American navigation satellite used for GPS

USA-83, also known as GPS IIA-5, GPS II-14 and GPS SVN-26, is an American navigation satellite which forms part of the Global Positioning System. It was the fifth of nineteen Block IIA GPS satellites to be launched.

== Background ==
Global Positioning System (GPS) was developed by the U.S. Department of Defense to provide all-weather round-the-clock navigation capabilities for military ground, sea, and air forces. Since its implementation, GPS has also become an integral asset in numerous civilian applications and industries around the globe, including recreational used (e.g., boating, aircraft, hiking), corporate vehicle fleet tracking, and surveying. GPS employs 24 spacecraft in 20,200 km circular orbits inclined at 55.0°. These vehicles are placed in 6 orbit planes with four operational satellites in each plane.

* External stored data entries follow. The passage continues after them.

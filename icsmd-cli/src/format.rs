//! Markdown table pretty-printing.
//!
//! The core renders an unaligned table. This pads every cell to its column's
//! display width so the file reads well as plain text too. Anything that is
//! not a single well-formed table is rejected, and the caller keeps the
//! unaligned text.

use pulldown_cmark::{Alignment, Event, Options, Parser, Tag, TagEnd};
use thiserror::Error;
use unicode_width::UnicodeWidthStr;

/// Narrowest column, so separators stay recognizable.
const MIN_COLUMN_WIDTH: usize = 3;

#[derive(Error, Debug, Clone, PartialEq, Eq)]
pub enum FormatError {
    #[error("no Markdown table found")]
    NoTable,

    #[error("unexpected content outside the table")]
    ContentOutsideTable,

    #[error("table has {found} lines, expected {expected}")]
    LineCount { found: usize, expected: usize },

    #[error("row {row} has {found} cells, expected {expected}")]
    RaggedRow {
        row: usize,
        found: usize,
        expected: usize,
    },
}

/// Shape of the table as seen by a CommonMark parser.
struct TableShape {
    alignments: Vec<Alignment>,
    body_rows: usize,
}

fn table_shape(markdown: &str) -> Result<TableShape, FormatError> {
    let mut shape: Option<TableShape> = None;
    let mut in_table = false;

    for event in Parser::new_ext(markdown, Options::ENABLE_TABLES) {
        match event {
            Event::Start(Tag::Table(alignments)) => {
                if shape.is_some() {
                    return Err(FormatError::ContentOutsideTable);
                }
                in_table = true;
                shape = Some(TableShape {
                    alignments,
                    body_rows: 0,
                });
            }
            Event::End(TagEnd::Table) => in_table = false,
            Event::Start(Tag::TableRow) => {
                if let Some(shape) = shape.as_mut() {
                    shape.body_rows += 1;
                }
            }
            _ if !in_table => return Err(FormatError::ContentOutsideTable),
            _ => {}
        }
    }

    shape.ok_or(FormatError::NoTable)
}

/// Cells of one table line, split on unescaped pipes and trimmed.
fn split_cells(line: &str) -> Vec<String> {
    let line = line.trim();
    let line = line.strip_prefix('|').unwrap_or(line);
    let line = match line.strip_suffix('|') {
        Some(inner) if !inner.ends_with('\\') => inner,
        _ => line,
    };

    let mut cells = Vec::new();
    let mut current = String::new();
    let mut escaped = false;

    for c in line.chars() {
        if c == '|' && !escaped {
            cells.push(current.trim().to_string());
            current.clear();
        } else {
            current.push(c);
        }
        escaped = c == '\\' && !escaped;
    }
    cells.push(current.trim().to_string());

    cells
}

fn separator_cell(alignment: Alignment, width: usize) -> String {
    match alignment {
        Alignment::None => "-".repeat(width),
        Alignment::Left => format!(":{}", "-".repeat(width - 1)),
        Alignment::Right => format!("{}:", "-".repeat(width - 1)),
        Alignment::Center => format!(":{}:", "-".repeat(width - 2)),
    }
}

fn padded(cell: &str, width: usize, alignment: Alignment) -> String {
    let fill = width.saturating_sub(cell.width());
    match alignment {
        Alignment::Right => format!("{}{cell}", " ".repeat(fill)),
        Alignment::Center => {
            let left = fill / 2;
            format!("{}{cell}{}", " ".repeat(left), " ".repeat(fill - left))
        }
        Alignment::None | Alignment::Left => format!("{cell}{}", " ".repeat(fill)),
    }
}

fn join_row(cells: &[String]) -> String {
    format!("| {} |\n", cells.join(" | "))
}

/// Align the columns of a single Markdown table.
///
/// Cell contents are kept byte for byte; only padding changes.
pub fn format_table(markdown: &str) -> Result<String, FormatError> {
    let shape = table_shape(markdown)?;
    let columns = shape.alignments.len();

    let lines: Vec<&str> = markdown
        .lines()
        .map(str::trim)
        .filter(|line| !line.is_empty())
        .collect();
    let expected = shape.body_rows + 2;
    if lines.len() != expected {
        return Err(FormatError::LineCount {
            found: lines.len(),
            expected,
        });
    }

    // Header plus body; the separator line is rebuilt.
    let rows: Vec<Vec<String>> = lines
        .iter()
        .enumerate()
        .filter(|(i, _)| *i != 1)
        .map(|(_, line)| split_cells(line))
        .collect();

    for (row, cells) in rows.iter().enumerate() {
        if cells.len() != columns {
            return Err(FormatError::RaggedRow {
                row,
                found: cells.len(),
                expected: columns,
            });
        }
    }

    let widths: Vec<usize> = (0..columns)
        .map(|col| {
            rows.iter()
                .map(|cells| cells[col].width())
                .max()
                .unwrap_or(0)
                .max(MIN_COLUMN_WIDTH)
        })
        .collect();

    let pad_row = |cells: &[String]| -> Vec<String> {
        cells
            .iter()
            .zip(&widths)
            .zip(&shape.alignments)
            .map(|((cell, &width), &alignment)| padded(cell, width, alignment))
            .collect()
    };

    let mut formatted = join_row(&pad_row(&rows[0]));
    let separator: Vec<String> = widths
        .iter()
        .zip(&shape.alignments)
        .map(|(&width, &alignment)| separator_cell(alignment, width))
        .collect();
    formatted.push_str(&join_row(&separator));
    for cells in &rows[1..] {
        formatted.push_str(&join_row(&pad_row(cells)));
    }

    Ok(formatted)
}
//! Edge case tests for lexc-lex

GPS Block 2 was the operational system, following the demonstration system composed of Block 1 (Navstar 1 - 11) spacecraft. These spacecraft were 3-axis stabilized, nadir pointing using reaction wheels. Dual solar arrays supplied 710 watts of power. They used S-band (SGLS) communications for control and telemetry and Ultra high frequency (UHF) cross-link between spacecraft. The payload consisted of two L-band navigation signals at 1575.42 MHz (L1) and 1227.60 MHz (L2). Each spacecraft carried 2 rubidium and 2 Cesium clocks and nuclear detonation detection sensors. Built by Rockwell Space Systems for the U.S. Air force, the spacecraft measured 5.3 m across with solar panels deployed and had a design life of 7.5 years.

== Launch ==
USA-83 was launched at 09:20:01 UTC on 7 July 1992, atop a Delta II launch vehicle, flight number D211, flying in the 7925-9.5 configuration. The launch took place from Launch Complex 17B (LC-17B) at the Cape Canaveral Air Force Station (CCAFS), and placed USA-83 into a transfer orbit. The satellite raised itself into medium Earth orbit using a Star-37XFP apogee motor.

== Mission ==
On 6 August 1992, USA-83 was in an orbit with a perigee of 19959 km, an apogee of 20464 km, a period of 717.92 minutes, and 55.0° of inclination to the equator. It has PRN 26, and operates in slot 2 of plane F of the GPS constellation. The satellite has a mass of 840 kg. It had a design life of 7.5 years; however, it actually remained in service until 5 January 2015.

It was retired and resides in a disposal orbit at approximately 1000 km above the operational constellation.